(Beginning of Input data)
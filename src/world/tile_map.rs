//! Tile grid loaded from city-map JSON
//!
//! Each tile is a one-character code looked up in a legend that says
//! whether the tile blocks movement and how expensive it is to enter.

use std::path::Path;

use ahash::AHashMap;
use serde::{Deserialize, Serialize};

use crate::core::error::{CourierError, Result};
use crate::world::WorldQuery;

/// Street tile code
pub const STREET: char = 'C';
/// Building tile code
pub const BUILDING: char = 'B';
/// Park tile code
pub const PARK: char = 'P';

/// Legend entry for a tile code
#[derive(Debug, Clone, PartialEq, Serialize, Deserialize)]
pub struct TileKind {
    #[serde(default)]
    pub name: String,
    #[serde(default)]
    pub blocked: bool,
    #[serde(default = "default_surface_weight")]
    pub surface_weight: f32,
}

fn default_surface_weight() -> f32 {
    1.0
}

impl TileKind {
    pub fn new(name: &str, blocked: bool, surface_weight: f32) -> Self {
        Self {
            name: name.to_string(),
            blocked,
            surface_weight,
        }
    }

    /// Surface weights feed shortest-path costs and must be finite and non-negative
    pub fn validate(&self, code: char) -> Result<()> {
        if !self.surface_weight.is_finite() || self.surface_weight < 0.0 {
            return Err(CourierError::InvalidMap(format!(
                "tile '{}' ({}) has surface_weight {}, expected a finite value >= 0",
                code, self.name, self.surface_weight
            )));
        }
        Ok(())
    }
}

/// Legend used when a map does not ship its own
pub fn default_legend() -> AHashMap<char, TileKind> {
    let mut legend = AHashMap::new();
    legend.insert(STREET, TileKind::new("street", false, 1.0));
    legend.insert(PARK, TileKind::new("park", false, 0.95));
    legend.insert(BUILDING, TileKind::new("building", true, 1.0));
    legend
}

/// Map rows come either as strings or as arrays of one-character strings
#[derive(Debug, Deserialize)]
#[serde(untagged)]
enum RawRow {
    Text(String),
    Cells(Vec<String>),
}

impl RawRow {
    fn into_codes(self) -> Vec<char> {
        match self {
            RawRow::Text(text) => text.chars().collect(),
            RawRow::Cells(cells) => cells
                .into_iter()
                .map(|cell| cell.chars().next().unwrap_or(' '))
                .collect(),
        }
    }
}

#[derive(Debug, Deserialize)]
struct RawMap {
    width: i32,
    height: i32,
    tiles: Vec<RawRow>,
    #[serde(default)]
    legend: AHashMap<String, TileKind>,
}

#[derive(Debug, Deserialize)]
struct MapDocument {
    data: RawMap,
}

/// Rectangular tile grid
#[derive(Debug, Clone)]
pub struct TileMap {
    width: i32,
    height: i32,
    tiles: Vec<char>,
    legend: AHashMap<char, TileKind>,
    revision: u64,
}

impl TileMap {
    /// All-street map of the given size
    pub fn open(width: i32, height: i32) -> Self {
        let width = width.max(0);
        let height = height.max(0);
        Self {
            width,
            height,
            tiles: vec![STREET; (width * height) as usize],
            legend: default_legend(),
            revision: 0,
        }
    }

    /// Build from rows of tile codes using the default legend
    ///
    /// Rows shorter than the first row are padded with buildings.
    pub fn from_rows(rows: &[&str]) -> Self {
        let height = rows.len() as i32;
        let width = rows.first().map_or(0, |row| row.chars().count()) as i32;
        let mut map = Self::open(width, height);
        for (y, row) in rows.iter().enumerate() {
            let mut codes: Vec<char> = row.chars().take(width as usize).collect();
            codes.resize(width as usize, BUILDING);
            for (x, code) in codes.into_iter().enumerate() {
                map.tiles[y * width as usize + x] = code;
            }
        }
        map
    }

    /// Parse a city-map JSON document (`{"data": {...}}`)
    pub fn from_json_str(json: &str) -> Result<Self> {
        let document: MapDocument = serde_json::from_str(json)?;
        let raw = document.data;

        if raw.width <= 0 || raw.height <= 0 {
            return Err(CourierError::InvalidMap(format!(
                "dimensions must be positive, got {}x{}",
                raw.width, raw.height
            )));
        }
        if raw.tiles.len() != raw.height as usize {
            return Err(CourierError::InvalidMap(format!(
                "expected {} rows, found {}",
                raw.height,
                raw.tiles.len()
            )));
        }

        let mut tiles = Vec::with_capacity((raw.width * raw.height) as usize);
        for (y, row) in raw.tiles.into_iter().enumerate() {
            let codes = row.into_codes();
            if codes.len() != raw.width as usize {
                return Err(CourierError::InvalidMap(format!(
                    "row {} has {} tiles, expected {}",
                    y,
                    codes.len(),
                    raw.width
                )));
            }
            tiles.extend(codes);
        }

        let legend: AHashMap<char, TileKind> = if raw.legend.is_empty() {
            default_legend()
        } else {
            raw.legend
                .into_iter()
                .filter_map(|(code, kind)| code.chars().next().map(|c| (c, kind)))
                .collect()
        };
        for (code, kind) in &legend {
            kind.validate(*code)?;
        }

        Ok(Self {
            width: raw.width,
            height: raw.height,
            tiles,
            legend,
            revision: 0,
        })
    }

    /// Load a city-map JSON file from disk
    pub fn load(path: impl AsRef<Path>) -> Result<Self> {
        let contents = std::fs::read_to_string(path)?;
        Self::from_json_str(&contents)
    }

    fn index(&self, x: i32, y: i32) -> Option<usize> {
        if x < 0 || y < 0 || x >= self.width || y >= self.height {
            return None;
        }
        Some((y * self.width + x) as usize)
    }

    /// Tile code at a coordinate, None when off the map
    pub fn tile(&self, x: i32, y: i32) -> Option<char> {
        self.index(x, y).map(|i| self.tiles[i])
    }

    pub fn kind(&self, x: i32, y: i32) -> Option<&TileKind> {
        self.tile(x, y).and_then(|code| self.legend.get(&code))
    }

    /// Overwrite a tile; out-of-bounds writes are ignored
    pub fn set_tile(&mut self, x: i32, y: i32, code: char) {
        if let Some(i) = self.index(x, y) {
            if self.tiles[i] != code {
                self.tiles[i] = code;
                self.revision += 1;
            }
        }
    }

    pub fn set_blocked(&mut self, x: i32, y: i32) {
        self.set_tile(x, y, BUILDING);
    }

    /// Register or replace a legend entry
    pub fn define(&mut self, code: char, kind: TileKind) -> Result<()> {
        kind.validate(code)?;
        self.legend.insert(code, kind);
        self.revision += 1;
        Ok(())
    }

    /// Number of tiles that can be walked on
    pub fn open_tile_count(&self) -> usize {
        (0..self.height)
            .flat_map(|y| (0..self.width).map(move |x| (x, y)))
            .filter(|&(x, y)| !self.is_blocked(x, y))
            .count()
    }
}

impl WorldQuery for TileMap {
    fn width(&self) -> i32 {
        self.width
    }

    fn height(&self) -> i32 {
        self.height
    }

    fn is_blocked(&self, x: i32, y: i32) -> bool {
        match self.index(x, y) {
            None => true,
            Some(i) => self
                .legend
                .get(&self.tiles[i])
                .is_some_and(|kind| kind.blocked),
        }
    }

    fn surface_cost(&self, x: i32, y: i32) -> f32 {
        self.kind(x, y).map_or(1.0, |kind| kind.surface_weight)
    }

    fn revision(&self) -> u64 {
        self.revision
    }
}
(End of Input data)
Each entry above should be retyped exactly, with nothing missed.

filename src/world/tile_map.rs
//! Tile grid loaded from city-map JSON
//!
//! Each tile is a one-character code looked up in a legend that says
//! whether the tile blocks movement and how expensive it is to enter.

use std::path::Path;

use ahash::AHashMap;
use serde::{Deserialize, Serialize};

use crate::core::error::{CourierError, Result};
use crate::world::WorldQuery;

/// Street tile code
pub const STREET: char = 'C';
/// Building tile code
pub const BUILDING: char = 'B';
/// Park tile code
pub const PARK: char = 'P';

/// Legend entry for a tile code
#[derive(Debug, Clone, PartialEq, Serialize, Deserialize)]
pub struct TileKind {
    #[serde(default)]
    pub name: String,
    #[serde(default)]
    pub blocked: bool,
    #[serde(default = "default_surface_weight")]
    pub surface_weight: f32,
}

fn default_surface_weight() -> f32 {
    1.0
}

impl TileKind {
    pub fn new(name: &str, blocked: bool, surface_weight: f32) -> Self {
        Self {
            name: name.to_string(),
            blocked,
            surface_weight,
        }
    }

    /// Surface weights feed shortest-path costs and must be finite and non-negative
    pub fn validate(&self, code: char) -> Result<()> {
        if !self.surface_weight.is_finite() || self.surface_weight < 0.0 {
            return Err(CourierError::InvalidMap(format!(
                "tile '{}' ({}) has surface_weight {}, expected a finite value >= 0",
                code, self.name, self.surface_weight
            )));
        }
        Ok(())
    }
}

/// Legend used when a map does not ship its own
pub fn default_legend() -> AHashMap<char, TileKind> {
    let mut legend = AHashMap::new();
    legend.insert(STREET, TileKind::new("street", false, 1.0));
    legend.insert(PARK, TileKind::new("park", false, 0.95));
    legend.insert(BUILDING, TileKind::new("building", true, 1.0));
    legend
}

/// Map rows come either as strings or as arrays of one-character strings
#[derive(Debug, Deserialize)]
#[serde(untagged)]
enum RawRow {
    Text(String),
    Cells(Vec<String>),
}

impl RawRow {
    fn into_codes(self) -> Vec<char> {
        match self {
            RawRow::Text(text) => text.chars().collect(),
            RawRow::Cells(cells) => cells
                .into_iter()
                .map(|cell| cell.chars().next().unwrap_or(' '))
                .collect(),
        }
    }
}

#[derive(Debug, Deserialize)]
struct RawMap {
    width: i32,
    height: i32,
    tiles: Vec<RawRow>,
    #[serde(default)]
    legend: AHashMap<String, TileKind>,
}

#[derive(Debug, Deserialize)]
struct MapDocument {
    data: RawMap,
}

/// Rectangular tile grid
#[derive(Debug, Clone)]
pub struct TileMap {
    width: i32,
    height: i32,
    tiles: Vec<char>,
    legend: AHashMap<char, TileKind>,
    revision: u64,
}

impl TileMap {
    /// All-street map of the given size
    pub fn open(width: i32, height: i32) -> Self {
        let width = width.max(0);
        let height = height.max(0);
        Self {
            width,
            height,
            tiles: vec![STREET; (width * height) as usize],
            legend: default_legend(),
            revision: 0,
        }
    }

    /// Build from rows of tile codes using the default legend
    ///
    /// Rows shorter than the first row are padded with buildings.
    pub fn from_rows(rows: &[&str]) -> Self {
        let height = rows.len() as i32;
        let width = rows.first().map_or(0, |row| row.chars().count()) as i32;
        let mut map = Self::open(width, height);
        for (y, row) in rows.iter().enumerate() {
            let mut codes: Vec<char> = row.chars().take(width as usize).collect();
            codes.resize(width as usize, BUILDING);
            for (x, code) in codes.into_iter().enumerate() {
                map.tiles[y * width as usize + x] = code;
            }
        }
        map
    }

    /// Parse a city-map JSON document (`{"data": {...}}`)
    pub fn from_json_str(json: &str) -> Result<Self> {
        let document: MapDocument = serde_json::from_str(json)?;
        let raw = document.data;

        if raw.width <= 0 || raw.height <= 0 {
            return Err(CourierError::InvalidMap(format!(
                "dimensions must be positive, got {}x{}",
                raw.width, raw.height
            )));
        }
        if raw.tiles.len() != raw.height as usize {
            return Err(CourierError::InvalidMap(format!(
                "expected {} rows, found {}",
                raw.height,
                raw.tiles.len()
            )));
        }

        let mut tiles = Vec::with_capacity((raw.width * raw.height) as usize);
        for (y, row) in raw.tiles.into_iter().enumerate() {
            let codes = row.into_codes();
            if codes.len() != raw.width as usize {
                return Err(CourierError::InvalidMap(format!(
                    "row {} has {} tiles, expected {}",
                    y,
                    codes.len(),
                    raw.width
                )));
            }
            tiles.extend(codes);
        }

        let legend: AHashMap<char, TileKind> = if raw.legend.is_empty() {
            default_legend()
        } else {
            raw.legend
                .into_iter()
                .filter_map(|(code, kind)| code.chars().next().map(|c| (c, kind)))
                .collect()
        };
        for (code, kind) in &legend {
            kind.validate(*code)?;
        }

        Ok(Self {
            width: raw.width,
            height: raw.height,
            tiles,
            legend,
            revision: 0,
        })
    }

    /// Load a city-map JSON file from disk
    pub fn load(path: impl AsRef<Path>) -> Result<Self> {
        let contents = std::fs::read_to_string(path)?;
        Self::from_json_str(&contents)
    }

    fn index(&self, x: i32, y: i32) -> Option<usize> {
        if x < 0 || y < 0 || x >= self.width || y >= self.height {
            return None;
        }
        Some((y * self.width + x) as usize)
    }

    /// Tile code at a coordinate, None when off the map
    pub fn tile(&self, x: i32, y: i32) -> Option<char> {
        self.index(x, y).map(|i| self.tiles[i])
    }

    pub fn kind(&self, x: i32, y: i32) -> Option<&TileKind> {
        self.tile(x, y).and_then(|code| self.legend.get(&code))
    }

    /// Overwrite a tile; out-of-bounds writes are ignored
    pub fn set_tile(&mut self, x: i32, y: i32, code: char) {
        if let Some(i) = self.index(x, y) {
            if self.tiles[i] != code {
                self.tiles[i] = code;
                self.revision += 1;
            }
        }
    }

    pub fn set_blocked(&mut self, x: i32, y: i32) {
        self.set_tile(x, y, BUILDING);
    }

    /// Register or replace a legend entry
    pub fn define(&mut self, code: char, kind: TileKind) -> Result<()> {
        kind.validate(code)?;
        self.legend.insert(code, kind);
        self.revision += 1;
        Ok(())
    }

    /// Number of tiles that can be walked on
    pub fn open_tile_count(&self) -> usize {
        (0..self.height)
            .flat_map(|y| (0..self.width).map(move |x| (x, y)))
            .filter(|&(x, y)| !self.is_blocked(x, y))
            .count()
    }
}

impl WorldQuery for TileMap {
    fn width(&self) -> i32 {
        self.width
    }

    fn height(&self) -> i32 {
        self.height
    }

    fn is_blocked(&self, x: i32, y: i32) -> bool {
        match self.index(x, y) {
            None => true,
            Some(i) => self
                .legend
                .get(&self.tiles[i])
                .is_some_and(|kind| kind.blocked),
        }
    }

    fn surface_cost(&self, x: i32, y: i32) -> f32 {
        self.kind(x, y).map_or(1.0, |kind| kind.surface_weight)
    }

    fn revision(&self) -> u64 {
        self.revision
    }
}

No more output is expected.